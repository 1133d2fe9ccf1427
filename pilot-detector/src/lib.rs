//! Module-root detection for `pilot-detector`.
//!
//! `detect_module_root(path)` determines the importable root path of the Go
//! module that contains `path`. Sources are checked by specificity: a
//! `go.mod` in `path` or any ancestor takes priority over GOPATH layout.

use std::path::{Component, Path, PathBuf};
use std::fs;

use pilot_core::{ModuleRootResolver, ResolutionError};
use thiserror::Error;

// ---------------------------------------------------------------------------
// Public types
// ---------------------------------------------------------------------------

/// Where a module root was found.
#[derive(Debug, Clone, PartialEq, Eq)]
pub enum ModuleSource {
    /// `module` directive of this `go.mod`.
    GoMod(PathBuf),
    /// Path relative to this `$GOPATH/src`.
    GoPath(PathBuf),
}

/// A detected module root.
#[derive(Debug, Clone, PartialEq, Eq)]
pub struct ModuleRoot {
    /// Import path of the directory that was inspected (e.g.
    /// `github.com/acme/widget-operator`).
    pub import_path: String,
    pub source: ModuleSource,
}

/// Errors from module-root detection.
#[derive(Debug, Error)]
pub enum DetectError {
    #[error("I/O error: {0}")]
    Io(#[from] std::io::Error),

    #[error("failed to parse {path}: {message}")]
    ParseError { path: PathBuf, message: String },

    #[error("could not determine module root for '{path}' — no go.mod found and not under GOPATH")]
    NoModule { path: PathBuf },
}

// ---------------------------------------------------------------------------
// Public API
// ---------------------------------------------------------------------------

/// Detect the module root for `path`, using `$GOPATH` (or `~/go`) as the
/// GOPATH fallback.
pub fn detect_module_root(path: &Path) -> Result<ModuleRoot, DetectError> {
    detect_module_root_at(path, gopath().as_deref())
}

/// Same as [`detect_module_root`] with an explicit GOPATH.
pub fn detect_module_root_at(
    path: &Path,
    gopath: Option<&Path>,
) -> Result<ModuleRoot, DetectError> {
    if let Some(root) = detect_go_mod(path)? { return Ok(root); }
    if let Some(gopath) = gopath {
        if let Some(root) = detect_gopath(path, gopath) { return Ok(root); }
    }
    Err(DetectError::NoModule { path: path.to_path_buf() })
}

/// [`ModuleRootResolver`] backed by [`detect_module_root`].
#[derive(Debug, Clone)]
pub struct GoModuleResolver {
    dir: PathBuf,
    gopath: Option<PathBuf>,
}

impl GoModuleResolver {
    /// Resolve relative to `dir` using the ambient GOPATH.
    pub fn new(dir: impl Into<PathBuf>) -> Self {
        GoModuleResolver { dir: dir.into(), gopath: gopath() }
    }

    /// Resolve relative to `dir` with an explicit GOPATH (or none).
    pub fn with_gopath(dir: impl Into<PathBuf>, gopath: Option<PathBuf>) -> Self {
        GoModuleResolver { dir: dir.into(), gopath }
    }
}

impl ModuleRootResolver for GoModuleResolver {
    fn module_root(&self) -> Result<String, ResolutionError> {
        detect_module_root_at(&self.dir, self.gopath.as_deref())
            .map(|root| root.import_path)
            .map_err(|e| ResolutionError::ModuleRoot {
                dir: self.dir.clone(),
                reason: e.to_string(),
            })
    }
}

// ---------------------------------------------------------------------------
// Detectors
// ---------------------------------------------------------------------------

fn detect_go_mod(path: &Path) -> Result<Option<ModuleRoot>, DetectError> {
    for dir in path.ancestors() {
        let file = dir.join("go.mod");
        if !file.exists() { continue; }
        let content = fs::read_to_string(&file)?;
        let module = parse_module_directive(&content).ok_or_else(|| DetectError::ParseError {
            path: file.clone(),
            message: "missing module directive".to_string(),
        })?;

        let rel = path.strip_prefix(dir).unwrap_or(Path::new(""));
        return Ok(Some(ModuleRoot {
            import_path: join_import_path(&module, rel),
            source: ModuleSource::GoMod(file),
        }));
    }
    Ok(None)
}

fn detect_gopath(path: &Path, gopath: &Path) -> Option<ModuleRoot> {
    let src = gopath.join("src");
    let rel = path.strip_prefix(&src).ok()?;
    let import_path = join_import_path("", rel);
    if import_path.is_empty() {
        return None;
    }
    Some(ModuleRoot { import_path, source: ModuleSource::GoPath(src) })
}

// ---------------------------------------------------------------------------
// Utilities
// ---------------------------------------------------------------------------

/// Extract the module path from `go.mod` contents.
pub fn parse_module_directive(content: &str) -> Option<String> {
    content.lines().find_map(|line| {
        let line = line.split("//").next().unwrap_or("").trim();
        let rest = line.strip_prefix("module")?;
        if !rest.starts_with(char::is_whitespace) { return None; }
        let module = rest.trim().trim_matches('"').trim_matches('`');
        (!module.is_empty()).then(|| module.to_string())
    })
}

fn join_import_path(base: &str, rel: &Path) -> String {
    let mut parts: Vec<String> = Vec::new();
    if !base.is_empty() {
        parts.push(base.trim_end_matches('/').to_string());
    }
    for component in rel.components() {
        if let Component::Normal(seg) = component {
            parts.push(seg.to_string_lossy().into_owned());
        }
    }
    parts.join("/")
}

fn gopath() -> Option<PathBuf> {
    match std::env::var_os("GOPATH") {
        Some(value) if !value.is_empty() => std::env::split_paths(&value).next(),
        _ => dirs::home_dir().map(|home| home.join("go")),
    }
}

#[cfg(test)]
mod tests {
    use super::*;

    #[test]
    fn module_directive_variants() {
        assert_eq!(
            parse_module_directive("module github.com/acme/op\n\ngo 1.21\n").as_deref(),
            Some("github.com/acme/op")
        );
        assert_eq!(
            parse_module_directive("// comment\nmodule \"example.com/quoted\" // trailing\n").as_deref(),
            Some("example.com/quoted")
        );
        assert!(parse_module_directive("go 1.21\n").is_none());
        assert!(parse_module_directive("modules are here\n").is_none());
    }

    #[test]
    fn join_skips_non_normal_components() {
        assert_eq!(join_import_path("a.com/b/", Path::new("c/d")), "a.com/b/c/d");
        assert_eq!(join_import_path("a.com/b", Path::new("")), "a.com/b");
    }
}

○ ○ ○

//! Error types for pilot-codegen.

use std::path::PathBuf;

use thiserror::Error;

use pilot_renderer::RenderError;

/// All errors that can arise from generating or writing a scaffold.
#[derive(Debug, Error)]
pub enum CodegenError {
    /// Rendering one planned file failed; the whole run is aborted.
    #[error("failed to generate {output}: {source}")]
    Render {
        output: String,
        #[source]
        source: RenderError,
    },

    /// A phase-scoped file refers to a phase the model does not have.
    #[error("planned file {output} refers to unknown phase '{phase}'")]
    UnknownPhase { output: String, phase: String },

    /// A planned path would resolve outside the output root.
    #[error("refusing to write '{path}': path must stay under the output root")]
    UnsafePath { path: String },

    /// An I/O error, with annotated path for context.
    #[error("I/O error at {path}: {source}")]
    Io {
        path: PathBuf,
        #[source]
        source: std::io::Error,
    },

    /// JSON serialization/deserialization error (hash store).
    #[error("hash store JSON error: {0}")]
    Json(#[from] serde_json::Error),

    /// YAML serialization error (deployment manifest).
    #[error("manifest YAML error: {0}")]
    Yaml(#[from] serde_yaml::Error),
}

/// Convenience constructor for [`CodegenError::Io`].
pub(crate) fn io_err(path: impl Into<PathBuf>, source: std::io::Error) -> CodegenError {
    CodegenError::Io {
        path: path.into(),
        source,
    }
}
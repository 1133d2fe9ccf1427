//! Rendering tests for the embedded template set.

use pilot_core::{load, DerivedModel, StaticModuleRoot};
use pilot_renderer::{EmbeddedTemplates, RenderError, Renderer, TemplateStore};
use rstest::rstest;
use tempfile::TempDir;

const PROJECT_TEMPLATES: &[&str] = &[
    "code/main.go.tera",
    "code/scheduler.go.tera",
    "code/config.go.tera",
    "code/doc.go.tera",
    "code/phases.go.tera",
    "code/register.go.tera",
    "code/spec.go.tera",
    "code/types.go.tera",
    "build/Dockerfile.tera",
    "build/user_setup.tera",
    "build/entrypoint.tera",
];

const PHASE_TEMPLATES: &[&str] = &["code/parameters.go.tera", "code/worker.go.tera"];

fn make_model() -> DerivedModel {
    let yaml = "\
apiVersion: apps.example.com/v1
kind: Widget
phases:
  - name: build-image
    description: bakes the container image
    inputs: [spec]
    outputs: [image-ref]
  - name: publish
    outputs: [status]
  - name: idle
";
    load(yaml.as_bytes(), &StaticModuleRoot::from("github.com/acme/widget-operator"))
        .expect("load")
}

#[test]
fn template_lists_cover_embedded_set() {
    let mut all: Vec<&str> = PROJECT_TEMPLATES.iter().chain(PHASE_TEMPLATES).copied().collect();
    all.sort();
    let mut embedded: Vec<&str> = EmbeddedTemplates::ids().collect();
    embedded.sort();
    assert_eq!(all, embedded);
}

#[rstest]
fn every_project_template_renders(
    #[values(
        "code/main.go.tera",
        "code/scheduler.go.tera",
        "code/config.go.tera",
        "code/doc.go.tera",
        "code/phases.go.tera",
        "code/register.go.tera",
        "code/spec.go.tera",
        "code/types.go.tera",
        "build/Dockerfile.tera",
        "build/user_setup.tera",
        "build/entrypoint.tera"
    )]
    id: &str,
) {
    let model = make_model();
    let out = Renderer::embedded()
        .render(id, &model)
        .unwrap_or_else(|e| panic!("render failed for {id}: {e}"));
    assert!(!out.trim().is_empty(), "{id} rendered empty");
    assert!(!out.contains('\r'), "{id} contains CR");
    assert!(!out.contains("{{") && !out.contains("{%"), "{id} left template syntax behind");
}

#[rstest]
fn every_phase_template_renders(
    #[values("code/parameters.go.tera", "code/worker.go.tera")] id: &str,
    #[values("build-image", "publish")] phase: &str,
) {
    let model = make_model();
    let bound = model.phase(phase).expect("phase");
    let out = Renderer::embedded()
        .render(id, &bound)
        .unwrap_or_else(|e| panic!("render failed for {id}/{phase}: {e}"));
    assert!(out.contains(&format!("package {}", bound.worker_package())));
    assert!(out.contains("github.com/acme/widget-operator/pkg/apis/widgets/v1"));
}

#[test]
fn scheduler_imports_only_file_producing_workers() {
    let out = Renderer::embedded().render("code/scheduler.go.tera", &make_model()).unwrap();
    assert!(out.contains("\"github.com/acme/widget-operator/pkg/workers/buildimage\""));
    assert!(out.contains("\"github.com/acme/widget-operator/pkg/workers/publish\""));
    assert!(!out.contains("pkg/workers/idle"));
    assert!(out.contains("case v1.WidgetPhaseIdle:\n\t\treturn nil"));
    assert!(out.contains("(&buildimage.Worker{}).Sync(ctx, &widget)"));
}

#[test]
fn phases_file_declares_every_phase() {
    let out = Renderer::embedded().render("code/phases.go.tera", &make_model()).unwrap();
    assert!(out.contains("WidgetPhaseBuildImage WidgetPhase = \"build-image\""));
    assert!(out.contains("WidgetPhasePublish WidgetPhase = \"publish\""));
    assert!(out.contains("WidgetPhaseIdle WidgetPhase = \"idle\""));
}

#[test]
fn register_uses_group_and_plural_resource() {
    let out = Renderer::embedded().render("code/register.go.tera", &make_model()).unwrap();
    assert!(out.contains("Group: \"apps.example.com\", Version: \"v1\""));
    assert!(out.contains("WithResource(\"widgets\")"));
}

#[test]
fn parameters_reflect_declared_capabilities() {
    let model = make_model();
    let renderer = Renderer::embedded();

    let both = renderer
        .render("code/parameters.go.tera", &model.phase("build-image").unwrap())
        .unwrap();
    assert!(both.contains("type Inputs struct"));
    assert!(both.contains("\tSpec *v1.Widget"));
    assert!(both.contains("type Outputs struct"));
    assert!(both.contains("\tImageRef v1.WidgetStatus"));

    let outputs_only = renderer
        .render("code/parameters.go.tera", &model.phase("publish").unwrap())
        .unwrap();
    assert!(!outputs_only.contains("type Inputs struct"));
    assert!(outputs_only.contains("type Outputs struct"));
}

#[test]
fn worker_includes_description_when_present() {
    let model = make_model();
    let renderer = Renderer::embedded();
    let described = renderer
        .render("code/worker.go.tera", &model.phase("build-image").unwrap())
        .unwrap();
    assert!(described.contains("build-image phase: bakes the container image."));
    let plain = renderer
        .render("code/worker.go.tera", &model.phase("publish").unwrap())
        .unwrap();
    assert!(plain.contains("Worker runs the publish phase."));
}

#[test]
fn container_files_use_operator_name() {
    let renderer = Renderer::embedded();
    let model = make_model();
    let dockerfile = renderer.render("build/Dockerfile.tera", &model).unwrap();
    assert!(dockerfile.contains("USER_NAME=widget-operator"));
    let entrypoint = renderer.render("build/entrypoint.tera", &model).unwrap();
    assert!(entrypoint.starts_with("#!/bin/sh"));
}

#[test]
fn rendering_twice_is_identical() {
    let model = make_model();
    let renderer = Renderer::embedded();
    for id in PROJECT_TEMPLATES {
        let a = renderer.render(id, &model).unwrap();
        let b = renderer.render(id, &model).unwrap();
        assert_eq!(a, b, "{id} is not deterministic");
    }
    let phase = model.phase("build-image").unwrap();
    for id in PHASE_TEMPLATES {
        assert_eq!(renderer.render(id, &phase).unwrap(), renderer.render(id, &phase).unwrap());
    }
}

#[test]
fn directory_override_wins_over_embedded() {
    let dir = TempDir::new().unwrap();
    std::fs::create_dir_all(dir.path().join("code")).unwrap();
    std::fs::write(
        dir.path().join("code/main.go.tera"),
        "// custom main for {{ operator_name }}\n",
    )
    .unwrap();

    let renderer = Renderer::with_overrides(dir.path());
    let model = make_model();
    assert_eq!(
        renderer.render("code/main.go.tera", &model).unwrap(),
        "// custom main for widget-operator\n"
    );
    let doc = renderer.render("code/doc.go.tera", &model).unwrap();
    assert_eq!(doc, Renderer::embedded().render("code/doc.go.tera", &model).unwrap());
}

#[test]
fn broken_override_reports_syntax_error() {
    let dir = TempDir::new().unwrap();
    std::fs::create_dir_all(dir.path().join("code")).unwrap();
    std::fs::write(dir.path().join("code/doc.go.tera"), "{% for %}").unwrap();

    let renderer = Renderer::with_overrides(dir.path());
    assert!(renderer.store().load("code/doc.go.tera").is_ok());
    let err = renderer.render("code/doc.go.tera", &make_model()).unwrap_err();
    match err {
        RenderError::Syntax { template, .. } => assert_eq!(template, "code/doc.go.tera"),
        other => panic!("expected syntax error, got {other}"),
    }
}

○ ○ ○

- [Your objective] Respond with one number, namely the count of lines in the entries above that hold the word "failed".

- [Written solution] 5